Task directions: Transcribe the data exactly, stopping after the "const SECONDS_PER_MINUTE: i64 = 60;" line.

============

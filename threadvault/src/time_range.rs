//! Time token resolution for `after` / `before`.
//!
//! Grammar:
//!
//! ```text
//! token    := epoch | relative
//! epoch    := digits                 (absolute epoch seconds)
//! relative := digits ("d" | "h" | "m")  (that much time back from now)
//! ```
//!
//! Relative tokens always subtract from `now`, whichever bound they are used for.

use crate::error::ValidationError;
use serde::{Deserialize, Serialize};

const SECONDS_PER_DAY: i64 = 86_400;
const SECONDS_PER_HOUR: i64 = 3_600;
const SECONDS_PER_MINUTE: i64 = 60;

/// Resolve a time token to absolute epoch seconds.
pub fn resolve(token: &str, now: i64) -> Result<i64, ValidationError> {
    let token = token.trim();
    if token.is_empty() {
        return Err(invalid(token, "empty time value"));
    }
    if token.starts_with('-') {
        return Err(invalid(token, "negative time values are not allowed"));
    }

    if token.bytes().all(|b| b.is_ascii_digit()) {
        return token
            .parse::<i64>()
            .map_err(|_| invalid(token, "epoch value out of range"));
    }

    let unit_start = token.len() - token.chars().last().map_or(0, char::len_utf8);
    let (digits, unit) = token.split_at(unit_start);
    let unit_seconds = match unit.to_ascii_lowercase().as_str() {
        "d" => SECONDS_PER_DAY,
        "h" => SECONDS_PER_HOUR,
        "m" => SECONDS_PER_MINUTE,
        _ => return Err(invalid(token, "expected an epoch or <n>d, <n>h, <n>m")),
    };
    if digits.is_empty() || !digits.bytes().all(|b| b.is_ascii_digit()) {
        return Err(invalid(token, "expected an epoch or <n>d, <n>h, <n>m"));
    }

    digits
        .parse::<i64>()
        .ok()
        .and_then(|n| n.checked_mul(unit_seconds))
        .and_then(|offset| now.checked_sub(offset))
        .ok_or_else(|| invalid(token, "relative time out of range"))
}

fn invalid(token: &str, reason: &str) -> ValidationError {
    ValidationError::new("time", format!("{reason}: '{token}'"))
}

/// Resolved `[after, before]` bounds in epoch seconds
#[derive(Debug, Clone, Copy, Default, PartialEq, Eq, Serialize, Deserialize)]
pub struct TimeRange {
    pub after: Option<i64>,
    pub before: Option<i64>,
}

impl TimeRange {
    /// Resolve both optional tokens, rejecting `after > before`.
    pub fn from_tokens(
        after: Option<&str>,
        before: Option<&str>,
        now: i64,
    ) -> Result<Self, ValidationError> {
        let after = after
            .map(|t| resolve(t, now).map_err(|e| e.for_field("after")))
            .transpose()?;
        let before = before
            .map(|t| resolve(t, now).map_err(|e| e.for_field("before")))
            .transpose()?;

        if let (Some(a), Some(b)) = (after, before) {
            if a > b {
                return Err(ValidationError::new(
                    "after",
                    format!("after ({a}) is later than before ({b})"),
                ));
            }
        }

        Ok(Self { after, before })
    }

    pub fn is_empty(&self) -> bool {
        self.after.is_none() && self.before.is_none()
    }
}

#[cfg(test)]
mod tests {
    use super::*;

    const NOW: i64 = 1_700_000_000;

    #[test]
    fn test_relative_units() {
        assert_eq!(resolve("30d", NOW).unwrap(), NOW - 2_592_000);
        assert_eq!(resolve("24h", NOW).unwrap(), NOW - 86_400);
        assert_eq!(resolve("60m", NOW).unwrap(), NOW - 3_600);
        assert_eq!(resolve("7D", NOW).unwrap(), NOW - 604_800);
    }

    #[test]
    fn test_absolute_epoch() {
        assert_eq!(resolve("100", NOW).unwrap(), 100);
        assert_eq!(resolve(" 1500000000 ", NOW).unwrap(), 1_500_000_000);
    }

    #[test]
    fn test_rejects_garbage() {
        for token in ["abc", "", "d", "10x", "1.5d", "3dd", "-5", "-5d", "10s", "10é"] {
            let err = resolve(token, NOW).unwrap_err();
            assert_eq!(err.field, "time", "token {token:?}");
        }
    }

    #[test]
    fn test_rejects_overflow() {
        assert!(resolve("999999999999999999d", NOW).is_err());
        assert!(resolve("99999999999999999999", NOW).is_err());
    }

    #[test]
    fn test_range_order_enforced() {
        let err = TimeRange::from_tokens(Some("1d"), Some("2d"), NOW).unwrap_err();
        assert_eq!(err.field, "after");

        let ok = TimeRange::from_tokens(Some("2d"), Some("1d"), NOW).unwrap();
        assert_eq!(ok.after, Some(NOW - 2 * 86_400));
        assert_eq!(ok.before, Some(NOW - 86_400));

        let equal = TimeRange::from_tokens(Some("100"), Some("100"), NOW).unwrap();
        assert_eq!(equal.after, equal.before);
    }

    #[test]
    fn test_errors_are_attributed_to_bound() {
        let err = TimeRange::from_tokens(None, Some("soon"), NOW).unwrap_err();
        assert_eq!(err.field, "before");
    }
}
//! End-to-end tests of the HTTP surface against scripted search endpoints
//! and a temporary SQLite archive.

use async_trait::async_trait;
use axum::body::Body;
use axum::http::{header, Request, StatusCode};
use axum::Router;
use http_body_util::BodyExt;
use parking_lot::Mutex;
use serde_json::{json, Value};
use std::sync::Arc;
use std::time::Duration;
use tempfile::TempDir;
use threadvault::api::ApiServer;
use threadvault::backend::{
    BackendExecutor, Endpoint, HealthConfig, HealthRegistry, RawBucket, RawHit, RawResponse,
    SearchIndexClient, SqliteStore,
};
use threadvault::query::BackendRequest;
use threadvault::{Error, Gateway, Result};
use tower::ServiceExt;

#[derive(Clone, Copy, PartialEq)]
enum Mode {
    Answer,
    Fail,
}

/// Search endpoints keyed by name; each either answers or fails transiently.
struct FakeIndex {
    modes: Mutex<Vec<(String, Mode)>>,
    calls: Mutex<Vec<(String, BackendRequest)>>,
}

impl FakeIndex {
    fn new(modes: &[(&str, Mode)]) -> Arc<Self> {
        Arc::new(Self {
            modes: Mutex::new(modes.iter().map(|(n, m)| (n.to_string(), *m)).collect()),
            calls: Mutex::new(Vec::new()),
        })
    }

    fn calls_to(&self, name: &str) -> usize {
        self.calls.lock().iter().filter(|(n, _)| n == name).count()
    }
}

#[async_trait]
impl SearchIndexClient for FakeIndex {
    async fn search(&self, endpoint: &Endpoint, request: &BackendRequest) -> Result<RawResponse> {
        self.calls
            .lock()
            .push((endpoint.name.clone(), request.clone()));
        let mode = self
            .modes
            .lock()
            .iter()
            .find(|(n, _)| *n == endpoint.name)
            .map(|(_, m)| *m)
            .unwrap_or(Mode::Fail);
        if mode == Mode::Fail {
            return Err(Error::BackendTransient("connection refused".into()));
        }

        let mut response = RawResponse {
            took_ms: 7,
            total: 1,
            ..Default::default()
        };
        if request.size > 0 && !request.is_exact_lookup() {
            response.hits.push(RawHit {
                id: 36,
                source: json!({
                    "author": "spez",
                    "body": "hello",
                    "link_id": 35,
                    "parent_id": 35,
                    "score": 3,
                    "retrieved_on": 1
                })
                .as_object()
                .cloned()
                .unwrap_or_default(),
            });
        }
        for agg in &request.aggregations {
            response.aggregations.insert(
                agg.name.clone(),
                vec![RawBucket {
                    key: json!("rust"),
                    doc_count: 1,
                }],
            );
        }
        Ok(response)
    }

    async fn probe(&self, _: &Endpoint) -> bool {
        false
    }
}

struct Harness {
    router: Router,
    index: Arc<FakeIndex>,
    _temp: TempDir,
}

fn seed_archive(path: &std::path::Path) {
    let conn = rusqlite::Connection::open(path).unwrap();
    conn.execute_batch(
        "CREATE TABLE comment (json TEXT NOT NULL);
         CREATE TABLE submission (json TEXT NOT NULL);",
    )
    .unwrap();
    for (id, link) in [(100u64, 35u64), (101, 35), (102, 99)] {
        conn.execute(
            "INSERT INTO comment (json) VALUES (?1)",
            rusqlite::params![
                json!({"id": id, "link_id": link, "body": "archived", "author": "a"}).to_string()
            ],
        )
        .unwrap();
    }
}

fn harness(modes: &[(&str, Mode)]) -> Harness {
    let temp = TempDir::new().unwrap();
    let db_path = temp.path().join("archive.db");
    seed_archive(&db_path);

    let index = FakeIndex::new(modes);
    let endpoints = modes
        .iter()
        .map(|(name, _)| Endpoint::new(*name, format!("http://{name}:9200")))
        .collect();
    let registry = Arc::new(HealthRegistry::new(endpoints, HealthConfig::default()));
    let store = SqliteStore::open(&db_path, 2, Duration::from_millis(200)).unwrap();
    let executor = BackendExecutor::new(index.clone(), registry, Duration::from_secs(1))
        .with_relational(Arc::new(store));
    let gateway = Arc::new(Gateway::new(Arc::new(executor), Duration::from_secs(2)));

    Harness {
        router: ApiServer::new(gateway).router(),
        index,
        _temp: temp,
    }
}

async fn get(router: &Router, uri: &str) -> (StatusCode, Option<String>, Value) {
    let response = router
        .clone()
        .oneshot(Request::builder().uri(uri).body(Body::empty()).unwrap())
        .await
        .unwrap();
    let status = response.status();
    let cache = response
        .headers()
        .get(header::CACHE_CONTROL)
        .map(|v| v.to_str().unwrap().to_string());
    let bytes = response.into_body().collect().await.unwrap().to_bytes();
    let body = serde_json::from_slice(&bytes).unwrap_or(Value::Null);
    (status, cache, body)
}

#[tokio::test]
async fn test_search_comments() {
    let h = harness(&[("primary", Mode::Answer)]);

    let (status, cache, body) = get(&h.router, "/search/comment?q=hello&aggs=subreddit").await;

    assert_eq!(status, StatusCode::OK);
    assert_eq!(cache.as_deref(), Some("public, max-age=2, s-maxage=2"));
    assert_eq!(body["hits"][0]["id"], "10");
    assert_eq!(body["hits"][0]["parent_id"], "t3_z");
    assert!(body["hits"][0].get("retrieved_on").is_none());
    assert_eq!(body["total"], json!({"value": 1, "relation": "exact"}));
    assert_eq!(body["aggregations"]["subreddit"][0]["key"], "rust");
    assert_eq!(body["backend_used"], "primary");
    assert_eq!(body["took_ms"], 7);
}

#[tokio::test]
async fn test_legacy_routes_match() {
    let h = harness(&[("primary", Mode::Answer)]);
    for uri in [
        "/reddit/search?q=a",
        "/reddit/search/comment?q=a",
        "/reddit/comment/search?q=a",
        "/reddit/search/submission?q=a",
        "/reddit/submission/search?q=a",
        "/reddit/analyze/user/spez",
        "/reddit/submission/comment_ids/z",
        "/get/comment_ids/z",
    ] {
        let (status, _, _) = get(&h.router, uri).await;
        assert_eq!(status, StatusCode::OK, "{uri}");
    }
}

#[tokio::test]
async fn test_validation_errors_are_400_without_backend_calls() {
    let h = harness(&[("primary", Mode::Answer)]);

    for uri in [
        "/search/comment?size=-1",
        "/search/comment?after=abc",
        "/search/comment?after=200&before=100",
        "/search/comment?domain=example.com",
        "/search/comment?offset=9990&size=20",
        "/search/comment?size=%ff",
        "/search/post?q=a",
        "/analyze/user/not%20valid",
        "/submission/comment_ids/$$$",
    ] {
        let (status, _, body) = get(&h.router, uri).await;
        assert_eq!(status, StatusCode::BAD_REQUEST, "{uri}");
        assert_eq!(body["error"], "validation_error", "{uri}");
        assert!(body["message"].is_string());
    }
    assert!(h.index.calls.lock().is_empty());
}

#[tokio::test]
async fn test_failover_to_second_endpoint() {
    let h = harness(&[("primary", Mode::Fail), ("fallback", Mode::Answer)]);

    let (status, _, body) = get(&h.router, "/search/submission?q=rust").await;
    assert_eq!(status, StatusCode::OK);
    assert_eq!(body["backend_used"], "fallback");

    let (_, _, health) = get(&h.router, "/health").await;
    assert_eq!(health["status"], "degraded");
    assert_eq!(health["endpoints"][0]["state"], "degraded");
    assert_eq!(health["endpoints"][1]["state"], "healthy");
}

#[tokio::test]
async fn test_full_text_search_never_uses_relational_store() {
    let h = harness(&[("primary", Mode::Fail), ("fallback", Mode::Fail)]);

    let (status, _, body) = get(&h.router, "/search/comment?q=archived").await;
    assert_eq!(status, StatusCode::SERVICE_UNAVAILABLE);
    assert_eq!(body["error"], "backend_unavailable");
}

#[tokio::test]
async fn test_id_lookup_falls_back_to_relational() {
    let h = harness(&[("primary", Mode::Fail)]);

    let (status, _, body) = get(&h.router, "/search/comment?ids=2s,2t&fields=body").await;
    assert_eq!(status, StatusCode::OK);
    assert_eq!(body["backend_used"], "relational");
    let ids: Vec<_> = body["hits"].as_array().unwrap().iter().map(|h| h["id"].clone()).collect();
    assert_eq!(ids, vec![json!("2s"), json!("2t")]);
    assert_eq!(body["hits"][0]["body"], "archived");
}

#[tokio::test]
async fn test_comment_ids_from_archive() {
    let h = harness(&[("primary", Mode::Answer)]);

    let (status, cache, body) = get(&h.router, "/submission/comment_ids/t3_z").await;
    assert_eq!(status, StatusCode::OK);
    assert_eq!(cache.as_deref(), Some("public, max-age=5, s-maxage=5"));
    assert_eq!(body["data"], json!(["2s", "2t"]));
    assert_eq!(h.index.calls_to("primary"), 1);
}

#[tokio::test]
async fn test_analyze_user() {
    let h = harness(&[("primary", Mode::Answer)]);

    let (status, _, body) = get(&h.router, "/analyze/user/Spez").await;
    assert_eq!(status, StatusCode::OK);
    assert_eq!(body["author"], "spez");
    assert_eq!(body["comment_count"], 1);
    assert_eq!(body["failed_sections"], json!([]));
}

#[tokio::test]
async fn test_health_reports_unavailable() {
    let h = harness(&[("primary", Mode::Fail)]);
    for _ in 0..3 {
        get(&h.router, "/search/comment?q=a").await;
    }

    let (status, _, body) = get(&h.router, "/health").await;
    assert_eq!(status, StatusCode::SERVICE_UNAVAILABLE);
    assert_eq!(body["status"], "unavailable");
    assert_eq!(body["relational"], true);
}

#[tokio::test]
async fn test_metrics_disabled_is_404() {
    let h = harness(&[("primary", Mode::Answer)]);
    let (status, _, _) = get(&h.router, "/metrics").await;
    assert_eq!(status, StatusCode::NOT_FOUND);
}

============

Result of this exercise:
filename threadvault/src/time_range.rs
//! Time token resolution for `after` / `before`.
//!
//! Grammar:
//!
//! ```text
//! token    := epoch | relative
//! epoch    := digits                 (absolute epoch seconds)
//! relative := digits ("d" | "h" | "m")  (that much time back from now)
//! ```
//!
//! Relative tokens always subtract from `now`, whichever bound they are used for.

use crate::error::ValidationError;
use serde::{Deserialize, Serialize};

const SECONDS_PER_DAY: i64 = 86_400;
const SECONDS_PER_HOUR: i64 = 3_600;
const SECONDS_PER_MINUTE: i64 = 60;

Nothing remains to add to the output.